Solve (5×8)^a^b: Evaluating Nested Power Expressions

To solve this problem, we'll follow these steps:

• Step 1: Identify the given expression.
• Step 2: Apply the power of a power rule.
• Step 3: Simplify the expression to find the correct answer.

Now, let's work through each step:

Step 1: The initial mathematical expression given is $\left(\left(5\times8\right)^a\right)^b$.
Step 2: We apply the power of a power rule, which states that $\left(x^m\right)^n = x^{m \times n}$.
Step 3: Applying this rule, we get:

$\left(\left(5\times8\right)^a\right)^b = \left(5\times8\right)^{a \times b}$

Thus, the simplified expression is $\left(5\times8\right)^{a \times b}$.
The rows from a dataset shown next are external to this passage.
// File: ./src/schedule.rs
use crate::model::{DateKey, Event};
use std::collections::HashMap;
use std::fmt::Write;

/// In-memory schedule: one ordered event list per date.
///
/// Created empty at startup and owned by the presentation shell for the
/// process lifetime. Single-threaded, synchronous, nothing persisted.
#[derive(Debug, Default)]
pub struct ScheduleStore {
    days: HashMap<DateKey, Vec<Event>>,
}

impl ScheduleStore {
    pub fn new() -> Self {
        Self::default()
    }

    /// Appends an event to the given date, creating the day's list if this
    /// is its first event. No range checks, no duplicate detection: adding
    /// the same event twice stores it twice.
    pub fn block_time(
        &mut self,
        year: i32,
        month: i32,
        day: i32,
        start_hour: i32,
        end_hour: i32,
        name: &str,
    ) {
        self.days
            .entry(DateKey::new(year, month, day))
            .or_default()
            .push(Event::new(start_hour, end_hour, name));
    }

    /// Renders the day's schedule as text: a header line followed by one
    /// line per event in insertion order (never sorted by hour). A date
    /// that was never written gets a one-line "No schedule" message.
    pub fn view_schedule(&self, year: i32, month: i32, day: i32) -> String {
        match self.days.get(&DateKey::new(year, month, day)) {
            Some(events) => {
                let mut out = format!("Schedule for {}/{}/{}:\n", month, day, year);
                for event in events {
                    let _ = writeln!(
                        out,
                        "{}:00 - {}:00: {}",
                        event.start_hour, event.end_hour, event.name
                    );
                }
                out
            }
            None => format!("No schedule for {}/{}/{}", month, day, year),
        }
    }

    /// Removes the first event on the date whose start hour and name both
    /// match exactly (case-sensitive). At most one event is removed; a
    /// missing date or no match is a silent no-op.
    ///
    /// Deleting the last event keeps the date mapped to an empty list, so
    /// `view_schedule` then shows the header with no event lines rather
    /// than the "No schedule" message. Inherited behavior, kept on purpose.
    pub fn delete_event(&mut self, year: i32, month: i32, day: i32, start_hour: i32, name: &str) {
        if let Some(events) = self.days.get_mut(&DateKey::new(year, month, day))
            && let Some(pos) = events
                .iter()
                .position(|e| e.start_hour == start_hour && e.name == name)
        {
            events.remove(pos);
        }
    }

    /// Adds `frequency` copies of the event on consecutive day values
    /// starting at `day`. Day values are not rolled over into the next
    /// month; day 30 of a 28-day month is stored verbatim as day 30.
    /// A zero or negative frequency adds nothing.
    pub fn add_recurring_event(
        &mut self,
        year: i32,
        month: i32,
        day: i32,
        start_hour: i32,
        end_hour: i32,
        name: &str,
        frequency: i32,
    ) {
        for i in 0..frequency {
            self.block_time(year, month, day + i, start_hour, end_hour, name);
        }
    }
}
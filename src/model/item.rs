// File: ./src/model/item.rs

/// A single time-blocked entry in the schedule.
///
/// There is no identity field: `(start_hour, name)` is what the delete
/// path matches on. Hours are stored as given, 0-23 expected but never
/// range-checked.
#[derive(Debug, Clone, PartialEq, Eq)]
pub struct Event {
    pub start_hour: i32,
    pub end_hour: i32,
    pub name: String,
}

impl Event {
    pub fn new(start_hour: i32, end_hour: i32, name: &str) -> Self {
        Self {
            start_hour,
            end_hour,
            name: name.to_string(),
        }
    }
}

/// The (year, month, day) identifier a day's events are grouped under.
///
/// Value equality and hashing only; there is no calendar validation, so
/// month 13 or day 45 are accepted as distinct keys.
#[derive(Debug, Clone, Copy, PartialEq, Eq, Hash)]
pub struct DateKey {
    pub year: i32,
    pub month: i32,
    pub day: i32,
}

impl DateKey {
    pub fn new(year: i32, month: i32, day: i32) -> Self {
        Self { year, month, day }
    }
}
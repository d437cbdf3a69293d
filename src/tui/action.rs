#[derive(Debug, Clone, Copy, PartialEq, Eq)]
pub enum Action {
    BlockTime,
    ViewSchedule,
    DeleteEvent,
    AddRecurring,
    Quit,
}
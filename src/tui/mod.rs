pub mod action;
pub mod state;
pub mod view;

use crate::config::Config;
use crate::schedule::ScheduleStore;
use crate::tui::action::Action;
use crate::tui::state::AppState;
use crate::tui::view::draw;
use anyhow::Result;
use crossterm::{
    event::{self, Event},
    execute,
    terminal::{EnterAlternateScreen, LeaveAlternateScreen, disable_raw_mode, enable_raw_mode},
};
use ratatui::{Terminal, backend::CrosstermBackend};
use std::{io, time::Duration};

/// Parses the form and runs the requested store operation. A parse error
/// bubbles up so the caller can show it; the store is not touched.
fn run_action(store: &mut ScheduleStore, app: &mut AppState, action: Action) -> Result<()> {
    match action {
        Action::BlockTime => {
            let (year, month, day) = app.form.date()?;
            let (start, end) = app.form.hours()?;
            store.block_time(year, month, day, start, end, app.form.name());
            app.message = "Time blocked successfully!".to_string();
        }
        Action::ViewSchedule => {
            let (year, month, day) = app.form.date()?;
            app.output = store.view_schedule(year, month, day);
            app.message = format!("Showing {}/{}/{}.", month, day, year);
        }
        Action::DeleteEvent => {
            let (year, month, day) = app.form.date()?;
            let start = app.form.start_hour()?;
            store.delete_event(year, month, day, start, app.form.name());
            app.message = "Event deleted successfully!".to_string();
        }
        Action::AddRecurring => {
            let (year, month, day) = app.form.date()?;
            let (start, end) = app.form.hours()?;
            let frequency = app.form.frequency()?;
            store.add_recurring_event(year, month, day, start, end, app.form.name(), frequency);
            app.message = "Recurring event added successfully!".to_string();
        }
        Action::Quit => {}
    }
    Ok(())
}

pub fn run() -> Result<()> {
    // Panic Hook: raw mode swallows the default panic output
    let default_hook = std::panic::take_hook();
    std::panic::set_hook(Box::new(move |info| {
        use std::io::Write;
        if let Ok(mut file) = std::fs::OpenOptions::new()
            .create(true)
            .append(true)
            .open("timeblock_panic.log")
        {
            let _ = writeln!(file, "PANIC: {:?}", info);
        }
        default_hook(info);
    }));

    let config = Config::load().unwrap_or_default();

    enable_raw_mode()?;
    let mut stdout = io::stdout();
    execute!(stdout, EnterAlternateScreen)?;
    let backend = CrosstermBackend::new(stdout);
    let mut terminal = Terminal::new(backend)?;

    let mut app = AppState::new(&config);
    // The store lives exactly as long as the shell; nothing is persisted.
    let mut store = ScheduleStore::new();

    loop {
        terminal.draw(|f| draw(f, &mut app))?;

        if event::poll(Duration::from_millis(50))?
            && let Event::Key(key) = event::read()?
            && let Some(action) = app.handle_key(key)
        {
            if action == Action::Quit {
                break;
            }
            if let Err(e) = run_action(&mut store, &mut app, action) {
                app.message = format!("Error: {}", e);
            }
        }
    }

    disable_raw_mode()?;
    execute!(terminal.backend_mut(), LeaveAlternateScreen)?;
    terminal.show_cursor()?;

    Ok(())
}
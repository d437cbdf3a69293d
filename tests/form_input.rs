use timeblock::model::FormInput;

fn filled_form() -> FormInput {
    FormInput {
        year: "2024".to_string(),
        month: "5".to_string(),
        day: "10".to_string(),
        start_hour: "9".to_string(),
        end_hour: "10".to_string(),
        name: "Standup".to_string(),
        frequency: "3".to_string(),
    }
}

#[test]
fn test_parses_valid_fields() {
    let form = filled_form();
    assert_eq!(form.date().unwrap(), (2024, 5, 10));
    assert_eq!(form.hours().unwrap(), (9, 10));
    assert_eq!(form.start_hour().unwrap(), 9);
    assert_eq!(form.frequency().unwrap(), 3);
    assert_eq!(form.name(), "Standup");
}

#[test]
fn test_negative_numbers_parse() {
    let mut form = filled_form();
    form.frequency = "-1".to_string();
    assert_eq!(form.frequency().unwrap(), -1);
}

#[test]
fn test_non_numeric_field_fails_with_label() {
    let mut form = filled_form();
    form.month = "May".to_string();

    let err = form.date().unwrap_err().to_string();
    assert!(err.contains("Month"), "error should name the field: {}", err);
    assert!(err.contains("May"), "error should echo the input: {}", err);
}

#[test]
fn test_empty_field_fails() {
    let mut form = filled_form();
    form.start_hour = String::new();
    assert!(form.hours().is_err());
}

#[test]
fn test_name_passes_through_verbatim() {
    let mut form = filled_form();
    form.name = "  Lunch with Sam  ".to_string();
    assert_eq!(form.name(), "  Lunch with Sam  ");
}

#[test]
fn test_indexed_access_matches_fields() {
    let mut form = filled_form();
    assert_eq!(form.get(0), "2024");
    assert_eq!(form.get(5), "Standup");

    form.get_mut(5).push('!');
    assert_eq!(form.name(), "Standup!");
}
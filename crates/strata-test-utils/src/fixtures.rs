//! Element types that record their own lifecycle.
//!
//! [`Tracked`] counts default constructions and drops in thread-local
//! counters, so each test thread sees only its own arena's activity.
//! Explicit construction through [`Tracked::new`] and cloning are not
//! counted.

use std::cell::Cell;

thread_local! {
    static DEFAULTS: Cell<usize> = const { Cell::new(0) };
    static DROPS: Cell<usize> = const { Cell::new(0) };
}

/// Snapshot of the lifecycle counters for the current thread.
#[derive(Clone, Copy, Debug, Default, PartialEq, Eq)]
pub struct LifeCounts {
    /// `Tracked::default()` calls.
    pub defaults: usize,
    /// `Tracked` values dropped.
    pub drops: usize,
}

/// Read the current thread's counters.
pub fn life_counts() -> LifeCounts {
    LifeCounts {
        defaults: DEFAULTS.with(Cell::get),
        drops: DROPS.with(Cell::get),
    }
}

/// Zero the current thread's counters.
pub fn reset_life_counts() {
    DEFAULTS.with(|c| c.set(0));
    DROPS.with(|c| c.set(0));
}

/// A value whose default construction and destruction are counted.
#[derive(Clone, Debug, PartialEq, Eq)]
pub struct Tracked {
    pub value: u64,
}

impl Tracked {
    pub fn new(value: u64) -> Self {
        Self { value }
    }
}

impl Default for Tracked {
    fn default() -> Self {
        DEFAULTS.with(|c| c.set(c.get() + 1));
        Self { value: 0 }
    }
}

impl Drop for Tracked {
    fn drop(&mut self) {
        DROPS.with(|c| c.set(c.get() + 1));
    }
}
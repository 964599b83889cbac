//! Test utilities and fixture types for Strata development.
//!
//! Provides [`Tracked`], an element type that counts its own default
//! constructions and drops, arena fill helpers, and a logger hook for
//! tests that want to see the arena's `log` output.

#![forbid(unsafe_code)]
#![allow(missing_docs)]
#![deny(rustdoc::broken_intra_doc_links)]

pub mod fixtures;

pub use fixtures::{life_counts, reset_life_counts, LifeCounts, Tracked};

use log::LevelFilter;
use strata_arena::BlockArena;

/// Install `env_logger` for the test harness at debug level.
///
/// `RUST_LOG` overrides the level. Safe to call from every test; only the
/// first call installs the logger.
pub fn init_logging() {
    let _ = env_logger::Builder::new()
        .filter_level(LevelFilter::Debug)
        .parse_default_env()
        .is_test(true)
        .try_init();
}

/// Push `values` one at a time.
pub fn push_all<T: Default>(arena: &mut BlockArena<T>, values: impl IntoIterator<Item = T>) {
    for value in values {
        arena.push(value);
    }
}

/// Build a mixed-mode arena holding `0..n`.
pub fn sequential_arena(block_size: usize, n: u64) -> BlockArena<u64> {
    let mut arena = BlockArena::with_block_size(block_size);
    push_all(&mut arena, 0..n);
    arena
}

/// Copy every claimed slot out in flat order.
pub fn contents<T: Clone>(arena: &BlockArena<T>) -> Vec<T> {
    arena.iter().cloned().collect()
}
Comparing this with the choices given:

• Choice 1: $(5\times8)^{a-b}$ - Incorrect, as it uses subtraction instead of multiplication.
• Choice 2: $(5\times8)^{a+b}$ - Incorrect, as it uses addition instead of multiplication.
• Choice 3: $(5\times8)^{a \times b}$ - Correct, as it uses multiplication, as derived.
• Choice 4: $(5\times8)^{\frac{a}{b}}$ - Incorrect, as it uses division instead of multiplication.

Therefore, the correct answer is $\left(5\times8\right)^{a\times b}$, which corresponds to choice 3.